# Training a bird dog to point



## Fisherman330 (Feb 13, 2013)

Does anyone have any experience in training a Brittany, or any bird dog, to point? I just got a Quail wing and tied it to a fishing rod and she goes crazy chasing it!!

Of the 30 or so mins of playing with her she "pointed" two times. this was the first time she has seen one so maybe she is just anxious to get it
I let her smell it while i held it for a decent amount of time. i dont expect her to get it right away, mainly want to know if what im doing is "ok" or "the correct way"

Every time she went for it i would raise it above her head to show her that she wont be able to catch one (whether she can or not). Just looking for some pointers if ya got em!! And now she runs directly to the spot in the yard we were at lookin for it lol.


Thanks!!


----------



## longhaulpointer (Mar 12, 2009)

it'll come natural. take that pup on a walk through a field and let it chase grasshopers a butterflys. it'll start pointing at everything it sees soon enough.


----------



## big_fish (Dec 21, 2004)

+1 with longhaulpointer he is right on takeing the pup for walks even if his dog does have a long tail lol. work on obedience first it is the foundation for all future training.and don't forget to take a lot of pics they don't stay small forever. how old is pup?


----------



## Fisherman330 (Feb 13, 2013)

Thanks for the advice!! 

She is 9 weeks old. Listens pretty good when we are in the house, but outside is a different story! She just gets to excited still. I take her on daily walks and plan on going to the reservoir tomorrow. I don't want to have to use a leash, which I have to now. Would you recommend getting a vibrating collar for her? 

Ill try and get a picture on here, haven't uploaded them yet.

PS any other advice you want to throw out there I'm all eyes!! 


Posted using Outdoor Hub Campfire


----------



## Misdirection (Jul 16, 2012)

Just get her out in the field. I have a German Shorthair Pointer and when she was a pup and I'd take her out for walks in the woods and fields and she started pointing everything. Frogs, ground hogs, you name it. When she was three I took her to North Dakota for a week. We shot well over 100 birds that week over her. She's had both acl's replaced (tore one chasing a pheasant to which she still put on point with three legs) and she still caught a bird herself last year. My only complaint is she won't retrieve. Once their dead she moves on.

Sent from my DROID RAZR using Ohub Campfire mobile app


----------



## longhaulpointer (Mar 12, 2009)

I'm sure your excited, as we all were when we got our 1st dog. theres nothing better than having your own dog that also hunts for you. Best of both worlds, i love dogs but adding a dog that works with you as a hunting partner is well.... you'll get it here when your dog points its first bird.

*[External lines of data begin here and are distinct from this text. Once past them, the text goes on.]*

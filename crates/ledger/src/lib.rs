//! Hash-chained key/value ledger
//!
//! Every mutation is committed to the backing [`Storage`] in the same atomic
//! batch as an audit event that links to the previous event by its BLAKE3
//! hash. Readers therefore never observe a value without the event that
//! produced it, and the full write history can be re-verified offline.

mod crypto;
mod events;
mod storage;
mod types;

pub use events::{verify_chain, BatchWriteEvent, Event, LogEntry, Operation, WriteEvent};
pub use storage::{FileBackedStorage, InMemoryStorage, Storage, StorageError, WriteOp};
pub use types::{BatchReceipt, Checkpoint, Hash32, ReadResult, WriteReceipt};

use thiserror::Error;

const META_PREFIX: &[u8] = b"__ledger:";
const KEY_HEAD: &[u8] = b"__ledger:head";
const EVENT_PREFIX: &str = "__ledger:event:";

#[derive(Debug, Error)]
pub enum LedgerError {
    #[error("Storage error: {0}")]
    Storage(#[from] StorageError),

    #[error("Serialization error: {0}")]
    Serialization(String),

    #[error("Key is reserved for ledger metadata: {0}")]
    ReservedKey(String),

    #[error("Batch contains no operations")]
    EmptyBatch,
}

pub type Result<T> = std::result::Result<T, LedgerError>;

fn event_key(seq: u64) -> Vec<u8> {
    format!("{EVENT_PREFIX}{seq:020}").into_bytes()
}

fn now() -> u64 {
    use std::time::{SystemTime, UNIX_EPOCH};
    SystemTime::now()
        .duration_since(UNIX_EPOCH)
        .map(|d| d.as_secs())
        .unwrap_or_default()
}

fn check_key(key: &[u8]) -> Result<()> {
    if key.starts_with(META_PREFIX) {
        return Err(LedgerError::ReservedKey(String::from_utf8_lossy(key).into_owned()));
    }
    Ok(())
}

/// Hash-chained key/value store over any [`Storage`] backend.
pub struct Ledger<S: Storage> {
    storage: S,
    head: Checkpoint,
}

impl<S: Storage> Ledger<S> {
    /// Open a ledger, resuming the event chain persisted in `storage` if any.
    pub fn open(storage: S) -> Result<Self> {
        let head = match storage.get(KEY_HEAD)? {
            Some(bytes) => bincode::deserialize(&bytes)
                .map_err(|e| LedgerError::Serialization(e.to_string()))?,
            None => Checkpoint::default(),
        };
        Ok(Self { storage, head })
    }

    /// Set a key-value pair
    pub fn set(&mut self, key: &[u8], value: &[u8]) -> Result<WriteReceipt> {
        check_key(key)?;
        let value_hash = crypto::hash_value(value);

        let event = Event::Single(WriteEvent {
            seq: self.head.seq + 1,
            operation: Operation::Set,
            key: key.to_vec(),
            value_hash,
            prev_event_hash: self.head.latest_event_hash,
            timestamp: now(),
        });

        let mut ops = vec![WriteOp::Put(key.to_vec(), value.to_vec())];
        let (event_hash, next) = self.chain(event, &mut ops)?;
        self.storage.write_batch(&ops)?;
        self.head = next;

        Ok(WriteReceipt {
            seq: next.seq,
            key: key.to_vec(),
            value_hash,
            event_hash,
        })
    }

    /// Delete a key
    pub fn delete(&mut self, key: &[u8]) -> Result<WriteReceipt> {
        check_key(key)?;
        let value_hash = crypto::empty_value_hash();

        let event = Event::Single(WriteEvent {
            seq: self.head.seq + 1,
            operation: Operation::Delete,
            key: key.to_vec(),
            value_hash,
            prev_event_hash: self.head.latest_event_hash,
            timestamp: now(),
        });

        let mut ops = vec![WriteOp::Delete(key.to_vec())];
        let (event_hash, next) = self.chain(event, &mut ops)?;
        self.storage.write_batch(&ops)?;
        self.head = next;

        Ok(WriteReceipt {
            seq: next.seq,
            key: key.to_vec(),
            value_hash,
            event_hash,
        })
    }

    /// Apply puts and deletes as one atomic unit with a single audit event.
    pub fn write_batch(&mut self, batch: Vec<WriteOp>) -> Result<BatchReceipt> {
        if batch.is_empty() {
            return Err(LedgerError::EmptyBatch);
        }

        let mut commitment = blake3::Hasher::new();
        commitment.update(b"batch");
        for op in &batch {
            check_key(op.key())?;
            let op_hash = match op {
                WriteOp::Put(k, v) => crypto::hash_op(false, k, crypto::hash_value(v)),
                WriteOp::Delete(k) => crypto::hash_op(true, k, crypto::empty_value_hash()),
            };
            commitment.update(&op_hash);
        }
        let batch_hash: Hash32 = commitment.finalize().into();
        let op_count = batch.len() as u32;

        let event = Event::Batch(BatchWriteEvent {
            seq: self.head.seq + 1,
            batch_hash,
            keys: batch.iter().map(|op| op.key().to_vec()).collect(),
            prev_event_hash: self.head.latest_event_hash,
            timestamp: now(),
        });

        let mut ops = batch;
        let (event_hash, next) = self.chain(event, &mut ops)?;
        self.storage.write_batch(&ops)?;
        self.head = next;

        Ok(BatchReceipt {
            seq: next.seq,
            batch_hash,
            event_hash,
            op_count,
        })
    }

    /// Convenience wrapper for a put-only batch
    pub fn batch_set(&mut self, pairs: &[(&[u8], &[u8])]) -> Result<BatchReceipt> {
        let ops = pairs
            .iter()
            .map(|(k, v)| WriteOp::Put(k.to_vec(), v.to_vec()))
            .collect();
        self.write_batch(ops)
    }

    pub fn get(&self, key: &[u8]) -> Result<Option<Vec<u8>>> {
        Ok(self.storage.get(key)?)
    }

    /// Get a value together with its hash and the chain head it was read at
    pub fn read(&self, key: &[u8]) -> Result<ReadResult> {
        let value = self.storage.get(key)?;
        let value_hash = match &value {
            Some(v) => crypto::hash_value(v),
            None => crypto::empty_value_hash(),
        };
        Ok(ReadResult {
            key: key.to_vec(),
            value,
            value_hash,
            checkpoint: self.head,
        })
    }

    /// User keys starting with `prefix`, in byte order. Ledger metadata is never listed.
    pub fn keys_with_prefix(&self, prefix: &[u8]) -> Result<Vec<Vec<u8>>> {
        Ok(self
            .storage
            .keys_with_prefix(prefix)?
            .into_iter()
            .filter(|k| !k.starts_with(META_PREFIX))
            .collect())
    }

    pub fn checkpoint(&self) -> Checkpoint {
        self.head
    }

    /// All audit entries in sequence order
    pub fn entries(&self) -> Result<Vec<LogEntry>> {
        let mut out = Vec::with_capacity(self.head.seq as usize);
        for key in self.storage.keys_with_prefix(EVENT_PREFIX.as_bytes())? {
            if let Some(bytes) = self.storage.get(&key)? {
                let entry: LogEntry = bincode::deserialize(&bytes)
                    .map_err(|e| LedgerError::Serialization(e.to_string()))?;
                out.push(entry);
            }
        }
        Ok(out)
    }

    /// Audit entries that wrote or deleted `key`
    pub fn history(&self, key: &[u8]) -> Result<Vec<LogEntry>> {
        Ok(self
            .entries()?
            .into_iter()
            .filter(|e| e.event.touches(key))
            .collect())
    }

    /// Re-verify the persisted chain and that it ends at the current head.
    pub fn verify_event_log(&self) -> Result<bool> {
        let entries = self.entries()?;
        if !verify_chain(&entries) {
            return Ok(false);
        }
        let tail = entries.last().map(|e| e.event_hash).unwrap_or([0u8; 32]);
        Ok(tail == self.head.latest_event_hash && entries.len() as u64 == self.head.seq)
    }

    pub fn storage(&self) -> &S {
        &self.storage
    }

    fn chain(&self, event: Event, ops: &mut Vec<WriteOp>) -> Result<(Hash32, Checkpoint)> {
        let event_hash = event.hash()?;
        let seq = event.seq();
        let entry = LogEntry { event_hash, event };
        let next = Checkpoint {
            seq,
            latest_event_hash: event_hash,
        };

        let entry_bytes =
            bincode::serialize(&entry).map_err(|e| LedgerError::Serialization(e.to_string()))?;
        let head_bytes =
            bincode::serialize(&next).map_err(|e| LedgerError::Serialization(e.to_string()))?;

        ops.push(WriteOp::Put(event_key(seq), entry_bytes));
        ops.push(WriteOp::Put(KEY_HEAD.to_vec(), head_bytes));
        Ok((event_hash, next))
    }
}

Or when you shoot a bird over it when it gives you a perfect point. Or when you proclaim to anyone who will listen that your Britt is the best dog alive and that as a breed, brits better known as "brush pigs" are the best breed ever.
You'll get it soon enough, along with the cockyness that every bird dog owner has. As for the collar, I would suggest getting an e collar sooner or later. Don.t skimp on this and do your research, this is something that you will have and use for a long time. However, at 9 weeks you are a long way from needing one and more importantly need to know how to properly use one. Your best bet is to take it easy for this 1st year and try to find some old timers who live close to you who can help you. Don't get me wrong, every bird dog owner will tell you why there dog/ breed is better than yours. But most of them are always more than wiling to help out a new guy. try these sites but be careful who you take advice from, sometimes the ones most willing to help know the least. http://www.ohiosportsman.com/forum/forumdisplay.php?f=5 

http://www.huntohio.net/index.php?t=thread&frm_id=31&




Fisherman330 said:


> Thanks for the advice!!
> 
> She is 9 weeks old. Listens pretty good when we are in the house, but outside is a different story! She just gets to excited still. I take her on daily walks and plan on going to the reservoir tomorrow. I don't want to have to use a leash, which I have to now. Would you recommend getting a vibrating collar for her?
> 
> ...


----------



## BaddFish (Jun 20, 2009)

I'm no expert...but just bought the Sportdog 425 collar from "Gun Dog Supply" and couldnt be happier. $169.00 well worth it. Its not a true upland bird collar but it has everything I need. Vibrate and 7 levels of stimulation, small size- perfect.

Our molly runs and chases our pheasant wing....after about 5min of jumping after it, she realizes that she can't catch it and gets serious and points.
Just kinda wear your pup out a bit and it will point.

Have fun!


----------



## big_fish (Dec 21, 2004)

when my Hoss was younger I was afraid off loosing him because he would run like the wind and so would I running after him because my lab wouldn't venture to far away from me but an older fella told me to go out and try to loose my pup and I would see that the pup knows where I am but I always kept a check cord on him just in case.


----------